[Stored data entries]
//! The fixed, ordered set of control-flow demonstrations.
//!
//! Each scenario builds its operations from [`ScenarioConfig`] and exercises
//! one composition pattern. [`run_all`] executes them in [`Scenario::ALL`]
//! order and records a [`ScenarioReport`] for each; a failing scenario is
//! traced and the run moves on.

use std::{
    fmt,
    time::{Duration, Instant},
};

use futures::{TryFutureExt, future::try_join};
use tracing::{info, warn};

use crate::{
    Error,
    combinator::{self, Settled},
    operation::{OperationResult, SimulatedOperation},
    retry::RetryPolicy,
    timing::{millis, with_timeout},
};

/// Value produced by a fully successful [`chain`].
pub const CHAIN_RESULT: &str = "final result from promise chain";

/// Value substituted by [`chain`] when any step fails.
pub const CHAIN_FALLBACK: &str = "fallback value";

const fn ms(millis: u64) -> Duration {
    Duration::from_millis(millis)
}

/// Durations, failure probabilities and policies used by the scenarios.
///
/// This is an in-code value; nothing is read from files or the environment.
#[derive(Debug, Clone)]
pub struct ScenarioConfig {
    pub chain_steps: [Duration; 2],
    pub chain_failure_probability: f64,

    pub parallel: [Duration; 3],
    pub parallel_failure_probability: f64,

    /// `(duration, failure probability)` per operation.
    pub settle: [(Duration, f64); 3],

    pub race: [Duration; 2],
    pub race_failure_probability: f64,

    pub timeout_operation: Duration,
    pub timeout_limit: Duration,

    pub retry_policy: RetryPolicy,
    pub retry_operation: Duration,
    pub retry_failure_probability: f64,

    pub pipeline_fetch: Duration,
    pub pipeline_process: [Duration; 2],
    pub pipeline_save: Duration,
    pub pipeline_failure_probability: f64,
}

impl ScenarioConfig {
    /// Applies the same failure probability to every operation.
    #[must_use]
    pub fn with_failure_probability(mut self, probability: f64) -> Self {
        self.chain_failure_probability = probability;
        self.parallel_failure_probability = probability;
        for (_, p) in &mut self.settle {
            *p = probability;
        }
        self.race_failure_probability = probability;
        self.retry_failure_probability = probability;
        self.pipeline_failure_probability = probability;
        self
    }
}

impl Default for ScenarioConfig {
    fn default() -> Self {
        Self {
            chain_steps: [ms(300), ms(250)],
            chain_failure_probability: 0.0,
            parallel: [ms(200), ms(300), ms(150)],
            parallel_failure_probability: 0.0,
            settle: [(ms(200), 0.3), (ms(100), 0.5), (ms(300), 0.2)],
            race: [ms(400), ms(200)],
            race_failure_probability: 0.0,
            timeout_operation: ms(500),
            timeout_limit: ms(250),
            retry_policy: RetryPolicy::new(3, ms(100)),
            retry_operation: ms(150),
            retry_failure_probability: 0.6,
            pipeline_fetch: ms(200),
            pipeline_process: [ms(150), ms(250)],
            pipeline_save: ms(100),
            pipeline_failure_probability: 0.0,
        }
    }
}

/// Two dependent steps composed with combinators.
///
/// Any failure is replaced by [`CHAIN_FALLBACK`]; the finalization step runs
/// either way.
pub async fn chain(cfg: &ScenarioConfig) -> String {
    let [first, second] = cfg.chain_steps;
    let p = cfg.chain_failure_probability;

    let value = SimulatedOperation::new("chain step 1", first)
        .failure_probability(p)
        .run()
        .and_then(|step| {
            info!(operation = %step, "chain: first step done");
            SimulatedOperation::new(format!("chain step 2 (after {})", step.name()), second)
                .failure_probability(p)
                .run()
        })
        .map_ok(|step| {
            info!(operation = %step, "chain: second step done");
            CHAIN_RESULT.to_string()
        })
        .unwrap_or_else(|error| {
            warn!(%error, "chain: recovered with fallback");
            CHAIN_FALLBACK.to_string()
        })
        .await;

    info!("chain: finalized");
    value
}

/// The [`chain`] dependency structure written as plain sequential awaits with
/// one failure handler around both steps.
pub async fn sequential_await(cfg: &ScenarioConfig) -> Result<String, Error> {
    let [first, second] = cfg.chain_steps;
    let p = cfg.chain_failure_probability;

    let steps = async {
        let a = SimulatedOperation::new("sequential step 1", first)
            .failure_probability(p)
            .run()
            .await?;
        info!(operation = %a, "sequential-await: first step done");

        let b = SimulatedOperation::new(format!("sequential step 2 (after {})", a.name()), second)
            .failure_probability(p)
            .run()
            .await?;
        info!(operation = %b, "sequential-await: second step done");

        Ok::<_, Error>(format!("{} -> {}", a.name(), b.name()))
    };

    match steps.await {
        Ok(summary) => Ok(summary),
        Err(error) => {
            warn!(%error, "sequential-await: failed");
            Err(error)
        }
    }
}

/// Three independent operations; fails as a whole if any one fails.
pub async fn parallel_all(cfg: &ScenarioConfig) -> Result<Vec<OperationResult>, Error> {
    let p = cfg.parallel_failure_probability;
    let operations = cfg.parallel.iter().enumerate().map(|(i, duration)| {
        SimulatedOperation::new(format!("parallel {}", i + 1), *duration)
            .failure_probability(p)
            .run()
    });

    let results = combinator::all(operations).await?;
    for result in &results {
        info!(operation = %result, "parallel-all: done");
    }
    Ok(results)
}

/// Three unreliable operations; every outcome is collected in input order.
pub async fn settle_all(cfg: &ScenarioConfig) -> Vec<Settled<OperationResult, Error>> {
    let operations = cfg
        .settle
        .iter()
        .enumerate()
        .map(|(i, (duration, p))| {
            SimulatedOperation::new(format!("settle {}", i + 1), *duration)
                .failure_probability(*p)
                .run()
        });

    let outcomes = combinator::settle_all(operations).await;
    for outcome in &outcomes {
        info!(%outcome, "settle-all: outcome");
    }
    outcomes
}

/// Two operations; the first to settle decides the outcome.
pub async fn race(cfg: &ScenarioConfig) -> Result<OperationResult, Error> {
    let [slow, fast] = cfg.race;
    let p = cfg.race_failure_probability;

    let winner = combinator::race(
        SimulatedOperation::new("race a", slow)
            .failure_probability(p)
            .run(),
        SimulatedOperation::new("race b", fast)
            .failure_probability(p)
            .run(),
    )
    .await?;

    info!(operation = %winner, "race: winner");
    Ok(winner)
}

/// One operation raced against [`ScenarioConfig::timeout_limit`].
pub async fn timeout(cfg: &ScenarioConfig) -> Result<OperationResult, Error> {
    let operation = SimulatedOperation::new("slow operation", cfg.timeout_operation);
    let result = with_timeout(operation.run(), cfg.timeout_limit).await?;
    info!(operation = %result, "timeout: finished in time");
    Ok(result)
}

/// One unreliable operation driven through the retry controller.
///
/// Returns the attempt that succeeded along with its result.
pub async fn retry(cfg: &ScenarioConfig) -> Result<(u32, OperationResult), Error> {
    let operation = SimulatedOperation::new("unreliable operation", cfg.retry_operation)
        .failure_probability(cfg.retry_failure_probability);

    let mut last_attempt = 0;
    let result = crate::retry::retry(cfg.retry_policy, |attempt| {
        info!(attempt, "retry: attempting");
        last_attempt = attempt;
        operation.run()
    })
    .await?;

    info!(attempt = last_attempt, operation = %result, "retry: succeeded");
    Ok((last_attempt, result))
}

/// Fetch, then two concurrent processing steps, then save.
pub async fn pipeline(cfg: &ScenarioConfig) -> Result<OperationResult, Error> {
    let p = cfg.pipeline_failure_probability;
    let [left, right] = cfg.pipeline_process;

    let fetched = SimulatedOperation::new("fetch", cfg.pipeline_fetch)
        .failure_probability(p)
        .run()
        .await?;
    info!(operation = %fetched, "pipeline: fetched");

    let (a, b) = try_join(
        SimulatedOperation::new(format!("process {} (a)", fetched.name()), left)
            .failure_probability(p)
            .run(),
        SimulatedOperation::new(format!("process {} (b)", fetched.name()), right)
            .failure_probability(p)
            .run(),
    )
    .await?;
    info!(first = %a, second = %b, "pipeline: processed");

    let saved = SimulatedOperation::new("save", cfg.pipeline_save)
        .failure_probability(p)
        .run()
        .await?;
    info!(operation = %saved, "pipeline: saved");
    Ok(saved)
}

/// The demonstrations, in the order [`run_all`] executes them.
#[derive(Debug, Clone, Copy, PartialEq, Eq, Hash)]
pub enum Scenario {
    Chain,
    SequentialAwait,
    ParallelAll,
    SettleAll,
    Race,
    Timeout,
    Retry,
    Pipeline,
}

impl Scenario {
    pub const ALL: [Scenario; 8] = [
        Scenario::Chain,
        Scenario::SequentialAwait,
        Scenario::ParallelAll,
        Scenario::SettleAll,
        Scenario::Race,
        Scenario::Timeout,
        Scenario::Retry,
        Scenario::Pipeline,
    ];

    #[must_use]
    pub const fn name(self) -> &'static str {
        match self {
            Scenario::Chain => "chain",
            Scenario::SequentialAwait => "sequential-await",
            Scenario::ParallelAll => "parallel-all",
            Scenario::SettleAll => "settle-all",
            Scenario::Race => "race",
            Scenario::Timeout => "timeout",
            Scenario::Retry => "retry",
            Scenario::Pipeline => "pipeline",
        }
    }

    /// Runs the scenario and renders its outcome as a one-line summary.
    pub async fn run(self, cfg: &ScenarioConfig) -> Result<String, Error> {
        match self {
            Scenario::Chain => Ok(chain(cfg).await),
            Scenario::SequentialAwait => sequential_await(cfg).await,
            Scenario::ParallelAll => parallel_all(cfg).await.map(|results| {
                let names: Vec<_> = results.iter().map(OperationResult::name).collect();
                format!("all completed: {}", names.join(", "))
            }),
            Scenario::SettleAll => {
                let outcomes = settle_all(cfg).await;
                let fulfilled = outcomes.iter().filter(|o| o.is_fulfilled()).count();
                Ok(format!(
                    "{fulfilled} fulfilled, {} rejected",
                    outcomes.len() - fulfilled
                ))
            }
            Scenario::Race => race(cfg).await.map(|winner| format!("winner: {winner}")),
            Scenario::Timeout => timeout(cfg).await.map(|result| result.to_string()),
            Scenario::Retry => retry(cfg)
                .await
                .map(|(attempt, result)| format!("{result} on attempt {attempt}")),
            Scenario::Pipeline => pipeline(cfg).await.map(|saved| format!("saved: {saved}")),
        }
    }
}

impl fmt::Display for Scenario {
    fn fmt(&self, f: &mut fmt::Formatter<'_>) -> fmt::Result {
        f.write_str(self.name())
    }
}

/// What one scenario produced and how long it took.
#[derive(Debug, Clone)]
pub struct ScenarioReport {
    pub scenario: Scenario,
    pub outcome: Result<String, Error>,
    pub elapsed: Duration,
}

impl ScenarioReport {
    #[must_use]
    pub fn is_ok(&self) -> bool {
        self.outcome.is_ok()
    }
}

/// Runs every scenario once, in [`Scenario::ALL`] order.
///
/// A failing scenario never stops the run; its error is kept in the report.
pub async fn run_all(cfg: &ScenarioConfig) -> Vec<ScenarioReport> {
    let mut reports = Vec::with_capacity(Scenario::ALL.len());

    for scenario in Scenario::ALL {
        info!(%scenario, "running");
        let started = Instant::now();
        let outcome = scenario.run(cfg).await;
        let elapsed = started.elapsed();

        match &outcome {
            Ok(summary) => {
                info!(%scenario, %summary, elapsed_ms = millis(elapsed), "completed");
            }
            Err(error) => {
                warn!(%scenario, %error, elapsed_ms = millis(elapsed), "failed");
            }
        }

        reports.push(ScenarioReport {
            scenario,
            outcome,
            elapsed,
        });
    }
    reports
}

__WHAT YOU ARE ASKED TO DO__:
Starting with the line with "long it took." above and going on through the line with "in the report.", transcribe every line exactly, both ends included, and add nothing.

__ANSWER__:
/// What one scenario produced and how long it took.
#[derive(Debug, Clone)]
pub struct ScenarioReport {
    pub scenario: Scenario,
    pub outcome: Result<String, Error>,
    pub elapsed: Duration,
}

impl ScenarioReport {
    #[must_use]
    pub fn is_ok(&self) -> bool {
        self.outcome.is_ok()
    }
}

/// Runs every scenario once, in [`Scenario::ALL`] order.
///
/// A failing scenario never stops the run; its error is kept in the report.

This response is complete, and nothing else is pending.